The game was also created to appeal to both hardcore fans and newcomers of the shoot 'em up genre of games. Once the basic mechanics of the original were reworked into the project, Iguchi stated that the game should strengthen the strategic element of Galaga and implement new and interesting ideas. The satellites were added to keep the fundamental excitement of the original and show off technological capabilities of next-generation systems. By the end of development, the team had added so many new ideas and mechanics that Iguchi referred to the game as a "mutation" of Galaga.

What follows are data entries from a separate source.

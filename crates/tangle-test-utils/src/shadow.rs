//! A naive reference model of the slice semantics.
//!
//! [`ShadowModel`] keeps every store as a plain `Vec<i64>` and every view as
//! a `Copy` tuple. It shares no code with `tangle-arena`, so agreement
//! between the two under random operation sequences is evidence that the
//! arena's aliasing, clobbering, and promotion timing are right.

use tangle_core::GrowthPolicy;

/// A view in the shadow model.
#[derive(Clone, Copy, Debug, PartialEq, Eq)]
pub struct ShadowView {
    pub store: usize,
    pub offset: usize,
    pub len: usize,
    pub cap: usize,
}

/// One step of a random operation sequence.
///
/// `view` indexes the list of views produced so far (modulo its length);
/// bounds are deliberately unconstrained so invalid requests are exercised.
#[derive(Clone, Debug)]
pub enum Op {
    Slice { view: usize, lo: usize, hi: usize },
    Set { view: usize, index: usize, value: i64 },
    Append { view: usize, values: Vec<i64> },
}

/// Stores and views of the reference model.
#[derive(Debug, Default)]
pub struct ShadowModel {
    stores: Vec<Vec<i64>>,
}

impl ShadowModel {
    pub fn new() -> Self {
        Self::default()
    }

    pub fn from_elements(&mut self, elements: &[i64]) -> ShadowView {
        self.stores.push(elements.to_vec());
        ShadowView {
            store: self.stores.len() - 1,
            offset: 0,
            len: elements.len(),
            cap: elements.len(),
        }
    }

    pub fn slice(&self, view: ShadowView, lo: usize, hi: usize) -> Option<ShadowView> {
        if lo > hi || hi > view.cap {
            return None;
        }
        Some(ShadowView {
            store: view.store,
            offset: view.offset + lo,
            len: hi - lo,
            cap: view.cap - lo,
        })
    }

    pub fn get(&self, view: ShadowView, index: usize) -> Option<i64> {
        (index < view.len).then(|| self.stores[view.store][view.offset + index])
    }

    pub fn set(&mut self, view: ShadowView, index: usize, value: i64) -> bool {
        if index >= view.len {
            return false;
        }
        self.stores[view.store][view.offset + index] = value;
        true
    }

    pub fn append(&mut self, view: ShadowView, values: &[i64], policy: &dyn GrowthPolicy) -> ShadowView {
        let needed = view.len + values.len();
        if needed <= view.cap {
            let store = &mut self.stores[view.store];
            for (i, &value) in values.iter().enumerate() {
                store[view.offset + view.len + i] = value;
            }
            return ShadowView { len: needed, ..view };
        }

        let cap = policy.grow(view.cap, needed).max(needed);
        let mut fresh = vec![0; cap];
        fresh[..view.len].copy_from_slice(&self.stores[view.store][view.offset..view.offset + view.len]);
        fresh[view.len..needed].copy_from_slice(values);
        self.stores.push(fresh);
        ShadowView {
            store: self.stores.len() - 1,
            offset: 0,
            len: needed,
            cap,
        }
    }

    pub fn contents(&self, view: ShadowView) -> Vec<i64> {
        self.stores[view.store][view.offset..view.offset + view.len].to_vec()
    }

    pub fn store_count(&self) -> usize {
        self.stores.len()
    }
}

Galaga Legions was released for both the Xbox 360 worldwide on August 20, 2008. It was one of the nine included Xbox Live Arcade games in Namco Museum Virtual Arcade. It was also packaged into the 2012 Nintendo 3DS game Pac-Man & Galaga Dimensions, alongside five other games from the Galaxian and Pac-Man series.

==Reception==

Galaga Legions received a favorable response from critics, with praise given to its visuals, addictive gameplay and usage of puzzle-solving. It has an average critic score of 76% on GameRankings and 74/100 on Metacritic.

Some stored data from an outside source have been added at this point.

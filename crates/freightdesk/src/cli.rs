//! Clap derive structures for the `freightdesk` CLI.
//!
//! Defines the command tree, global flags, and shared value enums.

use std::path::PathBuf;

use clap::{Args, Parser, Subcommand, ValueEnum};

// ── Top-Level CLI ────────────────────────────────────────────────────

/// freightdesk -- command-line client for the FreightDesk back office
#[derive(Debug, Parser)]
#[command(
    name = "freightdesk",
    version,
    about = "Work with the FreightDesk back office from the command line",
    long_about = "Client-side session and navigation tooling for the FreightDesk\n\
        logistics back office: sign in against the backend, inspect the\n\
        route registry, and trace where a navigation would land.",
    propagate_version = true,
    subcommand_required = true,
    arg_required_else_help = true
)]
pub struct Cli {
    #[command(flatten)]
    pub global: GlobalOpts,

    #[command(subcommand)]
    pub command: Command,
}

// ── Global Options ───────────────────────────────────────────────────

#[derive(Debug, Args)]
pub struct GlobalOpts {
    /// Backend base URL (overrides the config file)
    #[arg(long, short = 'b', env = "FREIGHTDESK_BACKEND_URL", global = true)]
    pub backend: Option<String>,

    /// Output format (defaults to the configured value, then `table`)
    #[arg(long, short = 'o', env = "FREIGHTDESK_OUTPUT", global = true)]
    pub output: Option<OutputFormat>,

    /// When to use color output
    #[arg(long, env = "FREIGHTDESK_COLOR", global = true)]
    pub color: Option<ColorMode>,

    /// Request timeout in seconds
    #[arg(long, env = "FREIGHTDESK_TIMEOUT", global = true)]
    pub timeout: Option<u64>,

    /// Accept self-signed TLS certificates
    #[arg(long, short = 'k', env = "FREIGHTDESK_INSECURE", global = true)]
    pub insecure: bool,

    /// Override the persisted session document path
    #[arg(long, env = "FREIGHTDESK_SESSION_FILE", global = true)]
    pub session_file: Option<PathBuf>,

    /// Increase verbosity (-v, -vv, -vvv)
    #[arg(long, short = 'v', action = clap::ArgAction::Count, global = true)]
    pub verbose: u8,

    /// Suppress non-error output
    #[arg(long, short = 'q', global = true)]
    pub quiet: bool,

    /// Skip confirmation prompts
    #[arg(long, short = 'y', global = true)]
    pub yes: bool,
}

impl GlobalOpts {
    /// Output format after config-default resolution.
    pub fn output_format(&self) -> OutputFormat {
        self.output.clone().unwrap_or(OutputFormat::Table)
    }

    /// Color mode after config-default resolution.
    pub fn color_mode(&self) -> ColorMode {
        self.color.clone().unwrap_or(ColorMode::Auto)
    }
}

// ── Output & Color Enums ─────────────────────────────────────────────

#[derive(Debug, Clone, ValueEnum)]
pub enum OutputFormat {
    /// Pretty table (default, interactive)
    Table,
    /// Pretty-printed JSON
    Json,
    /// Compact single-line JSON
    JsonCompact,
    /// YAML
    Yaml,
    /// Plain text, one value per line (scripting)
    Plain,
}

#[derive(Debug, Clone, ValueEnum)]
pub enum ColorMode {
    /// Auto-detect (color if terminal is interactive)
    Auto,
    /// Always emit color codes
    Always,
    /// Never emit color codes
    Never,
}

impl OutputFormat {
    /// Parse a config-file value (`table`, `json`, `json-compact`, ...).
    pub fn from_name(name: &str) -> Option<Self> {
        <Self as ValueEnum>::from_str(name, true).ok()
    }
}

impl ColorMode {
    /// Parse a config-file value (`auto`, `always`, `never`).
    pub fn from_name(name: &str) -> Option<Self> {
        <Self as ValueEnum>::from_str(name, true).ok()
    }
}

// ── Top-Level Command Enum ───────────────────────────────────────────

#[derive(Debug, Subcommand)]
pub enum Command {
    /// Sign in against the backend and persist the session
    Login(LoginArgs),

    /// Clear the persisted session
    Logout,

    /// Show who is currently signed in
    Whoami,

    /// List the route registry
    #[command(alias = "ls")]
    Routes,

    /// Resolve a route alias into a concrete path
    Resolve(ResolveArgs),

    /// Trace where a navigation settles under the current session
    #[command(alias = "nav")]
    Navigate(NavigateArgs),

    /// Manage CLI configuration
    Config(ConfigArgs),

    /// Generate shell completions
    Completions(CompletionsArgs),
}

// ── LOGIN ────────────────────────────────────────────────────────────

#[derive(Debug, Args)]
pub struct LoginArgs {
    /// Account email (prompted when omitted)
    pub email: Option<String>,
}

// ── RESOLVE ──────────────────────────────────────────────────────────

#[derive(Debug, Args)]
pub struct ResolveArgs {
    /// Route alias (see `freightdesk routes`)
    pub alias: String,

    /// Positional template parameters, in placeholder order
    #[arg(value_name = "PARAMS")]
    pub params: Vec<String>,
}

// ── NAVIGATE ─────────────────────────────────────────────────────────

#[derive(Debug, Args)]
pub struct NavigateArgs {
    /// Path to visit, with an optional query string
    pub path: String,

    /// Evaluate as a signed-out visitor, ignoring the persisted session
    #[arg(long)]
    pub anonymous: bool,
}

// ── CONFIG ───────────────────────────────────────────────────────────

#[derive(Debug, Args)]
pub struct ConfigArgs {
    #[command(subcommand)]
    pub command: ConfigCommand,
}

#[derive(Debug, Subcommand)]
pub enum ConfigCommand {
    /// Create the config file with guided setup
    Init,

    /// Display the current resolved configuration
    Show,

    /// Print the config file path
    Path,
}

// ── COMPLETIONS ──────────────────────────────────────────────────────

#[derive(Debug, Args)]
pub struct CompletionsArgs {
    /// Shell to generate completions for
    pub shell: clap_complete::Shell,
}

Eurogamer called it a "ferociously addictive and forward-thinking shoot-'em-up", while 1UP.com labeled it "one of the most fiercely competitive multiplayer games on XBLA", praising its addictive nature. 1UP also compared the game's quality to shoot'em up games by Capcom and Treasure. Giant Bomb called it "an interesting and unique take on static-screen shooters". The addition of satellites was also praised - IGN called it a "great addition" to the game for adding a sense of strategy, which both Eurogamer and GameSpot also applauded. 1UP also praised its use of puzzle-solving for the "sense of achievement" it brings. The game's visuals were highly praised; IGN labeled it as one of the best-looking games on Xbox Live Arcade, particularly praising its detailed backgrounds, while 1UP and Eurogamer compared the graphics favorably to those in Geometry Wars: Retro Evolved. GameSpot applauded its techno soundtrack and sound effects for staying true to the original.

Despite its praise, many would criticize the game's little resemblance to the original Galaga alongside its high price point. Giant Bomb was
particularly negative, stating it "doesn't do a very good job" at being a successor to the original for having very little to do with Galaga. IGN disliked the game's high price point, saying the little amount of content didn't justify its $10 price tag, as well as criticizing the selectable skins for simply being cosmetic. While GameSpot criticized the game's lack of multiplayer modes, 1UP would contest this, writing "once you start playing, it's easy to understand why this game doesn't really need 'em."

Aggregate scores
| Aggregator | Score |
|---|---|
| GameRankings | 76% |
| Metacritic | 74/100 |

Review scores
| Publication | Score |
|---|---|
| 1Up.com | A− |
| Eurogamer | 8/10 |
| GameSpot | 8/10 |
| Giant Bomb | 3/5 |
| IGN | 7.7/10 |
| TeamXbox | 8.5/10 |

==Sequel==

A direct sequel to the game, Galaga Legions DX, was released in 2011 for both the Xbox 360 and PlayStation 3, and later for Windows Phone in 2012. It was released as part of the Namco Generations label, which was used for remakes of older Namco video games. The sequel adds several new features to the original game, such as a slowdown effect when near enemies, boss enemies that wipe out entire enemy formations, and score attack competitions held periodically by Bandai Namco for a short time. It was added to the Xbox One's backwards comparability lineup in 2016.